» **WHAT IS REQUIRED**
Check every line of the material below for "backed". Give the number of lines that have it, and only that.

START INPUT FOR THIS TASK

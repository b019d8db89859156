//! PostgreSQL-backed `TopicRepository` implementation using Diesel.

use async_trait::async_trait;
use diesel::dsl::exists;
use diesel::prelude::*;
use diesel_async::RunQueryDsl;

use crate::domain::ports::{RepositoryError, TopicRepository};
use crate::domain::Topic;

use super::diesel_error::{map_diesel_error, map_pool_error};
use super::models::TopicRow;
use super::pool::DbPool;
use super::schema::topics;

/// Diesel-backed implementation of the topics port.
#[derive(Clone)]
pub struct DieselTopicRepository {
    pool: DbPool,
}

impl DieselTopicRepository {
    /// Create a new repository over the given connection pool.
    pub fn new(pool: DbPool) -> Self {
        Self { pool }
    }
}

#[async_trait]
impl TopicRepository for DieselTopicRepository {
    async fn list(&self) -> Result<Vec<Topic>, RepositoryError> {
        let mut conn = self.pool.get().await.map_err(map_pool_error)?;
        let rows: Vec<TopicRow> = topics::table
            .order(topics::slug.asc())
            .select(TopicRow::as_select())
            .load(&mut conn)
            .await
            .map_err(map_diesel_error)?;
        Ok(rows.into_iter().map(Topic::from).collect())
    }

    async fn slug_exists(&self, slug: &str) -> Result<bool, RepositoryError> {
        let mut conn = self.pool.get().await.map_err(map_pool_error)?;
        diesel::select(exists(topics::table.filter(topics::slug.eq(slug))))
            .get_result(&mut conn)
            .await
            .map_err(map_diesel_error)
    }
}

END INPUT FOR THIS TASK

» **SOLUTION**
2